The court applied the four-prong test set out in Winter v. Natural Resources Defense Council, Inc., 555 U.S. 7, 22 (2008) to evaluate plaintiff’s request for a preliminary injunction. The four Winter factors are (1) likelihood of success on the merits, (2) likelihood of irreparable harm, (3) whether the balance of equities favors an injunction and (4) whether an injunction is in the public interest.
The court found that all four Winter factors favor granting a preliminary injunction against the IPR petitions. First, in finding that plaintiff demonstrated a “likelihood of success” on its breach of contract claim, the court determined that the terms of the MLA required the parties to exclusively litigate all disputes in California under California law and that defendants’ IPR petitions were disputes “arising out of or under” the MLA. Further, the court found that there was no reason to find the Forum Selection clause unenforceable, since patent validity can be fairly adjudicated by the district courts. The court also found that plaintiff would be irreparably harmed without an injunction because it would be forced to “simultaneously litigate on two fronts with different attorneys and under different rules” instead of obtaining the benefit of its bargained-for forum. Finally, the court held that granting the injunction was in the public interest because it “protects the right of parties to freely contract for a chosen forum” and, further, “nothing prevents an independent third party from initiating separate PTAB proceedings.”
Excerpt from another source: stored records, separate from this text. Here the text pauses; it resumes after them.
//! `merchmint-auth` — the session authority.
//!
//! Issues, decodes, and validates the bearer tokens that gate ledger
//! operations, and enforces single-active-session per account: issuing a
//! token replaces the account's previous token row, which is the sole
//! revocation mechanism.

pub mod authority;
pub mod claims;
pub mod session;

pub use authority::SessionAuthority;
pub use claims::TokenClaims;
pub use session::{login, Credentials, LoginOutcome};
//! `merchmint-core` — domain foundation for the coin ledger.
//!
//! This crate contains **pure domain** primitives (no infrastructure
//! concerns): strongly-typed identifiers, the entities persisted by the
//! stores, the error model, and the deterministic precondition checks the
//! ledger engine runs before touching storage.

pub mod account;
pub mod error;
pub mod id;
pub mod inventory;
pub mod item;
pub mod token;
pub mod transfer;

pub use account::{Account, STARTING_BALANCE};
pub use error::{ErrorClass, LedgerError, LedgerResult};
pub use id::{AccountId, InventoryRecordId, ItemId, TransferId};
pub use inventory::InventoryRecord;
pub use item::Item;
pub use token::{TokenRecord, TOKEN_TTL_DAYS};
pub use transfer::{validate_transfer, CoinTransfer};
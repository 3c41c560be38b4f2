//! Ledger error model.
//!
//! One tagged enum covers the whole core: business-rule rejections, the
//! authentication layer, and transient infrastructure failures. Callers map
//! `class()` to a response category; `is_retryable()` says whether repeating
//! the same call from scratch is safe.

use thiserror::Error;

/// Result type used across the ledger core.
pub type LedgerResult<T> = Result<T, LedgerError>;

/// User-visible error category.
///
/// Business rejections surface with a stable message; infrastructure
/// failures surface as a generic category and keep their detail in the
/// server-side logs only.
#[derive(Debug, Copy, Clone, PartialEq, Eq)]
pub enum ErrorClass {
    /// Deterministic rejection of the request (business rule, bad reference).
    BadRequest,
    /// Authentication failure (token or credentials).
    Unauthorized,
    /// Infrastructure or invariant failure.
    Internal,
}

/// Error produced by the ledger engine, session authority, or stores.
#[derive(Debug, Error, Clone, PartialEq, Eq)]
pub enum LedgerError {
    /// Transfer or purchase amount is not strictly positive.
    #[error("invalid amount: {0}")]
    InvalidAmount(String),

    /// Sender and receiver resolve to the same account.
    #[error("self transfer rejected")]
    SelfTransfer,

    /// The account balance does not cover the requested movement.
    #[error("insufficient funds: {0}")]
    InsufficientFunds(String),

    /// The transfer receiver does not resolve to an existing account.
    #[error("invalid recipient: {0}")]
    InvalidRecipient(String),

    /// The purchase names an item absent from the catalog.
    #[error("item not found: {0}")]
    ItemNotFound(String),

    /// Login credentials do not match the stored account.
    #[error("invalid email or password")]
    InvalidCredentials,

    /// Token signature or encoding failed verification.
    #[error("invalid token: {0}")]
    InvalidToken(String),

    /// Signing a fresh token failed.
    #[error("token generation failed: {0}")]
    TokenGeneration(String),

    /// Transient storage failure. The operation rolled back and left no
    /// trace, so the caller may retry the whole call from scratch.
    #[error("persistence failure: {0}")]
    Persistence(String),

    /// An invariant was about to be violated. Fatal for the operation;
    /// never swallowed.
    #[error("integrity violation: {0}")]
    Integrity(String),
}

impl LedgerError {
    pub fn invalid_amount(msg: impl Into<String>) -> Self {
        Self::InvalidAmount(msg.into())
    }

    pub fn insufficient_funds(msg: impl Into<String>) -> Self {
        Self::InsufficientFunds(msg.into())
    }

    pub fn invalid_recipient(msg: impl Into<String>) -> Self {
        Self::InvalidRecipient(msg.into())
    }

    pub fn item_not_found(msg: impl Into<String>) -> Self {
        Self::ItemNotFound(msg.into())
    }

    pub fn invalid_token(msg: impl Into<String>) -> Self {
        Self::InvalidToken(msg.into())
    }

    pub fn token_generation(msg: impl Into<String>) -> Self {
        Self::TokenGeneration(msg.into())
    }

    pub fn persistence(msg: impl Into<String>) -> Self {
        Self::Persistence(msg.into())
    }

    pub fn integrity(msg: impl Into<String>) -> Self {
        Self::Integrity(msg.into())
    }

    /// Stable user-visible category for this error.
    pub fn class(&self) -> ErrorClass {
        match self {
            Self::InvalidAmount(_)
            | Self::SelfTransfer
            | Self::InsufficientFunds(_)
            | Self::InvalidRecipient(_)
            | Self::ItemNotFound(_) => ErrorClass::BadRequest,
            Self::InvalidCredentials | Self::InvalidToken(_) => ErrorClass::Unauthorized,
            Self::TokenGeneration(_) | Self::Persistence(_) | Self::Integrity(_) => {
                ErrorClass::Internal
            }
        }
    }

    /// Whether repeating the same call from scratch is safe.
    ///
    /// Only persistence failures qualify: a rolled-back unit of work leaves
    /// no partial state behind. Business rejections are deterministic and
    /// retrying them is pointless.
    pub fn is_retryable(&self) -> bool {
        matches!(self, Self::Persistence(_))
    }
}
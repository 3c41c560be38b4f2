//! Environment-based configuration.

use anyhow::Context;

use crate::store::postgres::DEFAULT_STATEMENT_TIMEOUT_MS;

/// Process configuration for database-backed deployments.
#[derive(Debug, Clone)]
pub struct Config {
    /// Postgres connection string.
    pub database_url: String,
    /// HS256 signing secret for the session authority.
    pub jwt_secret: String,
    /// Per-statement timeout applied to every unit of work.
    pub statement_timeout_ms: u64,
}

impl Config {
    /// Read `DATABASE_URL`, `JWT_SECRET`, and optional
    /// `STATEMENT_TIMEOUT_MS` from the environment.
    pub fn from_env() -> anyhow::Result<Self> {
        let database_url =
            std::env::var("DATABASE_URL").context("DATABASE_URL is required")?;
        let jwt_secret = std::env::var("JWT_SECRET").context("JWT_SECRET is required")?;
        let statement_timeout_ms = match std::env::var("STATEMENT_TIMEOUT_MS") {
            Ok(raw) => raw
                .parse()
                .with_context(|| format!("STATEMENT_TIMEOUT_MS is not a number: {raw}"))?,
            Err(_) => DEFAULT_STATEMENT_TIMEOUT_MS,
        };

        Ok(Self {
            database_url,
            jwt_secret,
            statement_timeout_ms,
        })
    }
}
In issuing its decision, the court ordered defendants to commence the process of withdrawing their IPR petitions which, as a first step, included sending an email to the PTAB to set up a conference call to discuss withdrawal of the petitions. Defendants appealed the district court’s order to the Court of Appeals for the Federal Circuit and filed an emergency motion for the injunction to be stayed pending appeal. The Federal Circuit appeal is docketed as Dodocase VR, Inc. f/k/a Dodocase, Inc. v. MerchSource, LLC d/b/a Sharper Image et al, Case No. 18-1724 (Fed. Cir.). On March 28, 2018, the Federal Circuit issued an order temporarily staying the injunction while the court considers defendants’ motion. Dkt. No. 6.
Dodocase VR, Inc. f/k/a Dodocase, Inc. v. MerchSource, LLC d/b/a Sharper Image et al, 3-17-cv-07088-EDL (CAND, March 23, 2018).